• [WORK TASK] In the records that follow, find each line with the word "fetched" and copy it.

[[ INFORMATION GIVEN open ]]

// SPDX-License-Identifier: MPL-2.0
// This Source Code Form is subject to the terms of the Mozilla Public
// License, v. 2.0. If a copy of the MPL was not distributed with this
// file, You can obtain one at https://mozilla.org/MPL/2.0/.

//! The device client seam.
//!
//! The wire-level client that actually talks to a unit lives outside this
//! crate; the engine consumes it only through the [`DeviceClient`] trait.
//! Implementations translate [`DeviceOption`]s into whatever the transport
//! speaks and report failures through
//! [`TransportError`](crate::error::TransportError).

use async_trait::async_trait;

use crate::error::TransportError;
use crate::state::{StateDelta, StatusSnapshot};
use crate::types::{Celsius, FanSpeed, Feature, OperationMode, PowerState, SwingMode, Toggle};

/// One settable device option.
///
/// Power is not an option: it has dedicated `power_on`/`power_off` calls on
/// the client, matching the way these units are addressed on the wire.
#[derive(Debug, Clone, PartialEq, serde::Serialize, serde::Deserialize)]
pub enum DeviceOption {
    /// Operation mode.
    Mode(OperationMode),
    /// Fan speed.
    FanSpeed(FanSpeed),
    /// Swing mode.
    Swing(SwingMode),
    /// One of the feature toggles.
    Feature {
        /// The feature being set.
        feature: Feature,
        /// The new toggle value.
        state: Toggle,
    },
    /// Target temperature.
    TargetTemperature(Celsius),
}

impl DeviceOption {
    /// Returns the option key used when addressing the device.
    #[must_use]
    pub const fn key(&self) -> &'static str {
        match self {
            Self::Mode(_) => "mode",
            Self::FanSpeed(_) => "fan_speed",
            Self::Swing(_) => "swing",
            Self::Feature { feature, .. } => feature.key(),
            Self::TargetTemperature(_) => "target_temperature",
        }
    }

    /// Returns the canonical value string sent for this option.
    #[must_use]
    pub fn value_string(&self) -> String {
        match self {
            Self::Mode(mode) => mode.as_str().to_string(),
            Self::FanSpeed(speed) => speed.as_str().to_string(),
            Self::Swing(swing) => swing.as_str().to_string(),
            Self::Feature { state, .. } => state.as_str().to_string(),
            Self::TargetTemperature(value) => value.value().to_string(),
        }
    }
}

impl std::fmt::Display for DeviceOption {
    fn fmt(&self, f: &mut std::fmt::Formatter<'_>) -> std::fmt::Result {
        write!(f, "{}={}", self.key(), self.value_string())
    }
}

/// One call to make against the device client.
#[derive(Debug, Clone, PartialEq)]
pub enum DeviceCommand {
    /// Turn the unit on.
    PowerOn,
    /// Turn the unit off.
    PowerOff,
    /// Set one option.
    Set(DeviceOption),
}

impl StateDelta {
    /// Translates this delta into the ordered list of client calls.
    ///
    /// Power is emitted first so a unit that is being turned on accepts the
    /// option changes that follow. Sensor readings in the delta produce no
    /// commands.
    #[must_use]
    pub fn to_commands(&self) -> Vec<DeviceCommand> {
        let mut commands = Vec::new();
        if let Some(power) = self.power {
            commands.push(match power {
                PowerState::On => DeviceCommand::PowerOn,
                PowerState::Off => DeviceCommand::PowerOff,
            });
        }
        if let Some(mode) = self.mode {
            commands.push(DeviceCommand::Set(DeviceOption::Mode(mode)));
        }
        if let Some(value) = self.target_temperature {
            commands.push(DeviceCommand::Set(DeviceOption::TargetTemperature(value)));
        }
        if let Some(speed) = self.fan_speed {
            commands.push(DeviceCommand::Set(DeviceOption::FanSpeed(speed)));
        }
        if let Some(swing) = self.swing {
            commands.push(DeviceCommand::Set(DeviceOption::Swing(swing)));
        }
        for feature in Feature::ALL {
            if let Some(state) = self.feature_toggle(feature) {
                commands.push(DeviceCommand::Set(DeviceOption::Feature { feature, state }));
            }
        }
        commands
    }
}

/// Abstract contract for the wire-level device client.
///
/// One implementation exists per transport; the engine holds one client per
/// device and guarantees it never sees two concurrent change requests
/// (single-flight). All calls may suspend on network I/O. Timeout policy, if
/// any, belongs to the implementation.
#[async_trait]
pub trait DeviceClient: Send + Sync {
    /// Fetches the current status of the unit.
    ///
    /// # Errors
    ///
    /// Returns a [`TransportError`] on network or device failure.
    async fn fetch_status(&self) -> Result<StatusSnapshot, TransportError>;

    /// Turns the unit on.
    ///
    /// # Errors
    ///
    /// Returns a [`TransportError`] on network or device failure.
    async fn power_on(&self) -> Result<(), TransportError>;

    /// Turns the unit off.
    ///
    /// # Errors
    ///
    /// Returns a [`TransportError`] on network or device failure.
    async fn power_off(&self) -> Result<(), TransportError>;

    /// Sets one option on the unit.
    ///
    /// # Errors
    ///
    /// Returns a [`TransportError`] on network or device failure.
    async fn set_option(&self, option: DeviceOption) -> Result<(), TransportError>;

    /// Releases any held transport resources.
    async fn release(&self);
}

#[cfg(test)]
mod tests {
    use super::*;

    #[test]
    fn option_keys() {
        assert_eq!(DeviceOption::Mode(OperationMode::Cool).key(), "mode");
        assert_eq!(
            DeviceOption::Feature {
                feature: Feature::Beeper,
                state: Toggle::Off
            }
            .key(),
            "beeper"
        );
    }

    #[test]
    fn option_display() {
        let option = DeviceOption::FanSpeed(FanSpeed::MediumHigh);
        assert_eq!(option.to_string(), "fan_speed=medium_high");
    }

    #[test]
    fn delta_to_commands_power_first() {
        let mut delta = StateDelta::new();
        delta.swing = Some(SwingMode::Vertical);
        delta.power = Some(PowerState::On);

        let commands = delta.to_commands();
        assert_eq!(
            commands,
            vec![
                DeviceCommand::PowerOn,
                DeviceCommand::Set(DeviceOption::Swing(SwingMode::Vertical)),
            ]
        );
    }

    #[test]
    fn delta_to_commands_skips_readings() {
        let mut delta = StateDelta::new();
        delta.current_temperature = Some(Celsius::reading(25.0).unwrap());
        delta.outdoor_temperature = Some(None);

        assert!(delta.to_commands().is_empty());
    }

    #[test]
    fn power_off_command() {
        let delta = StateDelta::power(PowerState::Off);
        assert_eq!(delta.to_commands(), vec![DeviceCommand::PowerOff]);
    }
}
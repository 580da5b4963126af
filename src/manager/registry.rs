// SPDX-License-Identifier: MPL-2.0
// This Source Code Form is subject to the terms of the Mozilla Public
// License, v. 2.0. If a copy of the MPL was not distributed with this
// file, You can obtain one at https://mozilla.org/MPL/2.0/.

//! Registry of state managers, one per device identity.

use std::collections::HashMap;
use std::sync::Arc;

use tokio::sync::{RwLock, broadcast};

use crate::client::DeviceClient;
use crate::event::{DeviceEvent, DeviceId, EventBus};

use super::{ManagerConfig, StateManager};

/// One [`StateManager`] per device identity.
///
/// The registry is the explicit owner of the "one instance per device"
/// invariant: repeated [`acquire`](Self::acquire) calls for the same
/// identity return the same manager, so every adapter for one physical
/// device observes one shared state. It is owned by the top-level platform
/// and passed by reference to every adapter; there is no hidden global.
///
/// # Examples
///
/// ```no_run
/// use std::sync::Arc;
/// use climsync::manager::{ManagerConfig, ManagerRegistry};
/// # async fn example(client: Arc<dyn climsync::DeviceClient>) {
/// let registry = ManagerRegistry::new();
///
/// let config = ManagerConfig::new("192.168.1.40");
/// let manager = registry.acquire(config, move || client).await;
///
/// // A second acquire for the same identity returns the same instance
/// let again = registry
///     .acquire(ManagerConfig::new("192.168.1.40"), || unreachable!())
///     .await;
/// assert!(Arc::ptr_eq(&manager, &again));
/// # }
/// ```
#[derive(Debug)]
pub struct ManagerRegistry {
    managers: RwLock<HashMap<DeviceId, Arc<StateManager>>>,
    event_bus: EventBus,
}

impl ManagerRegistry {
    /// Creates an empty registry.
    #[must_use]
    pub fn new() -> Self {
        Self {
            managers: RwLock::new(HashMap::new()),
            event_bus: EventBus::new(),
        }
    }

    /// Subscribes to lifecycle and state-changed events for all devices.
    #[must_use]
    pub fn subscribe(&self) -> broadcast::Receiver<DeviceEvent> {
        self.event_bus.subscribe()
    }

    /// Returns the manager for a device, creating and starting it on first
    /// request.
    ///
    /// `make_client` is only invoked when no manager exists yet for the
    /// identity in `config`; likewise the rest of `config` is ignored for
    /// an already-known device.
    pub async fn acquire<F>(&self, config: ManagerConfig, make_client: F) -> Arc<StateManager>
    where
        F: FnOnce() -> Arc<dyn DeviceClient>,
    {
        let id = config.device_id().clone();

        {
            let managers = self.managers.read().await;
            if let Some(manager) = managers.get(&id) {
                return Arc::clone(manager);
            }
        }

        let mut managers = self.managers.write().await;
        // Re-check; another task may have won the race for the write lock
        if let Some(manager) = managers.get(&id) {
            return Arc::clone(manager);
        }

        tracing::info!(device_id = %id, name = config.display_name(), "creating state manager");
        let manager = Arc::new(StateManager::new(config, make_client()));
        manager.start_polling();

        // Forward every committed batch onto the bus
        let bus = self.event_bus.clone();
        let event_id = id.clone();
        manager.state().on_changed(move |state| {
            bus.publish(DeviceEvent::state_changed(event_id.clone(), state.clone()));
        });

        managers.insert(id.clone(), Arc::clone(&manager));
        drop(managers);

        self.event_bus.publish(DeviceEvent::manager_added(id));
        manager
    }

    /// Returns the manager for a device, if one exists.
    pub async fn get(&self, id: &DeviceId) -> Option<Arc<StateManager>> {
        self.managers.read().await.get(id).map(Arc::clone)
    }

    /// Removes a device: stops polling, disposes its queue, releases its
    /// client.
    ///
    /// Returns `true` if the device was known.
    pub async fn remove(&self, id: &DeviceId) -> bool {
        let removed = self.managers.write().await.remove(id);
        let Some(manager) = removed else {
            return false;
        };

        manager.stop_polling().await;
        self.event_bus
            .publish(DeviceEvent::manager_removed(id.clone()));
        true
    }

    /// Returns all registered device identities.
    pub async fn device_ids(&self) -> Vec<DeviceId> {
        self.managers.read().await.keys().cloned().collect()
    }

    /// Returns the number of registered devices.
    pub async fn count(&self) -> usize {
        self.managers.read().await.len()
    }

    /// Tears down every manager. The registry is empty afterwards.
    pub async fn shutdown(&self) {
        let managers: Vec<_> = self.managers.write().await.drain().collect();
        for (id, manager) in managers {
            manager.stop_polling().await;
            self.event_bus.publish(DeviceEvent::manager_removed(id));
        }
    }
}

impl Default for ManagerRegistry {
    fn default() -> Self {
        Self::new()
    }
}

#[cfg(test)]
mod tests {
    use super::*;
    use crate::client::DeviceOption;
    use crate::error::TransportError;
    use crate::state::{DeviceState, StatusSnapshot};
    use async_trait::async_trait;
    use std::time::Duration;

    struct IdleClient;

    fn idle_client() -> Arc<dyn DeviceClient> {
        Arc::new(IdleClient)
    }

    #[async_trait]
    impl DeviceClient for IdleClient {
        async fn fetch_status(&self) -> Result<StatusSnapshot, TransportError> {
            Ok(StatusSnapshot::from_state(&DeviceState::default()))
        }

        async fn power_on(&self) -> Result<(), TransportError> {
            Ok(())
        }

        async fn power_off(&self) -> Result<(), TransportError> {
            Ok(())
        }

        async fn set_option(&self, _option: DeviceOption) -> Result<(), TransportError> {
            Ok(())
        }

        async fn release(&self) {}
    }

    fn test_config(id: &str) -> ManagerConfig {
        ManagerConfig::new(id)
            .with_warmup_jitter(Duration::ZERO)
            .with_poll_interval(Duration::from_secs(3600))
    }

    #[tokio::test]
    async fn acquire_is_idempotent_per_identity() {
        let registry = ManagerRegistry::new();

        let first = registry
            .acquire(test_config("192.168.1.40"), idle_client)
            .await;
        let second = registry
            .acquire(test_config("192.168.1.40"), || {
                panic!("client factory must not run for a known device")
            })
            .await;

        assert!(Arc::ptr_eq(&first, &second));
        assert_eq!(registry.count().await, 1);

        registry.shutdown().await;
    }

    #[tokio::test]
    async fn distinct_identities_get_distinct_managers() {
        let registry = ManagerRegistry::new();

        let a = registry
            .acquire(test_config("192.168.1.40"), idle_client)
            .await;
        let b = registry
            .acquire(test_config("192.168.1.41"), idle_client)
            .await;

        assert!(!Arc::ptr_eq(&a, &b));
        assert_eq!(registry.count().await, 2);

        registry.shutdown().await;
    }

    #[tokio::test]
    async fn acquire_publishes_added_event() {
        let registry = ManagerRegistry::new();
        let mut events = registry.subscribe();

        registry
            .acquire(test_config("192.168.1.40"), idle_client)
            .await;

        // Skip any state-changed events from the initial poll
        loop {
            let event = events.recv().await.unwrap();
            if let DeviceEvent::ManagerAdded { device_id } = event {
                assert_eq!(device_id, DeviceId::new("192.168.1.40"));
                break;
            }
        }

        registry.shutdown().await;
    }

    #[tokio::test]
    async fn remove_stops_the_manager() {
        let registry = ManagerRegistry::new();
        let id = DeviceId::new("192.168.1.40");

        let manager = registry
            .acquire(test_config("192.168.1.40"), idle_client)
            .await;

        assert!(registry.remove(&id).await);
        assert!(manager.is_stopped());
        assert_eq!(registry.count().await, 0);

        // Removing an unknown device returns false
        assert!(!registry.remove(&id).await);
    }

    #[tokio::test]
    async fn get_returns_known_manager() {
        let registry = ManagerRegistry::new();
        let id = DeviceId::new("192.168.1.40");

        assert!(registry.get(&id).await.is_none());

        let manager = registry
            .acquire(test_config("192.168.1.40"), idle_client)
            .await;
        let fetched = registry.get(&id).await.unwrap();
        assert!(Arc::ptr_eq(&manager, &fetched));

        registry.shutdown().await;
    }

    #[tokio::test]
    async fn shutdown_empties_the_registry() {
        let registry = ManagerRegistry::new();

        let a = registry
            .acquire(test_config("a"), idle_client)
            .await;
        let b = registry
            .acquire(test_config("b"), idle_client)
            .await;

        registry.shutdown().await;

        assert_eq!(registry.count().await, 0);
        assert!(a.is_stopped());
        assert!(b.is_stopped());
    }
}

[[ INFORMATION GIVEN closed ]]

• [YOUR SOLUTION]
        let fetched = registry.get(&id).await.unwrap();
        assert!(Arc::ptr_eq(&manager, &fetched));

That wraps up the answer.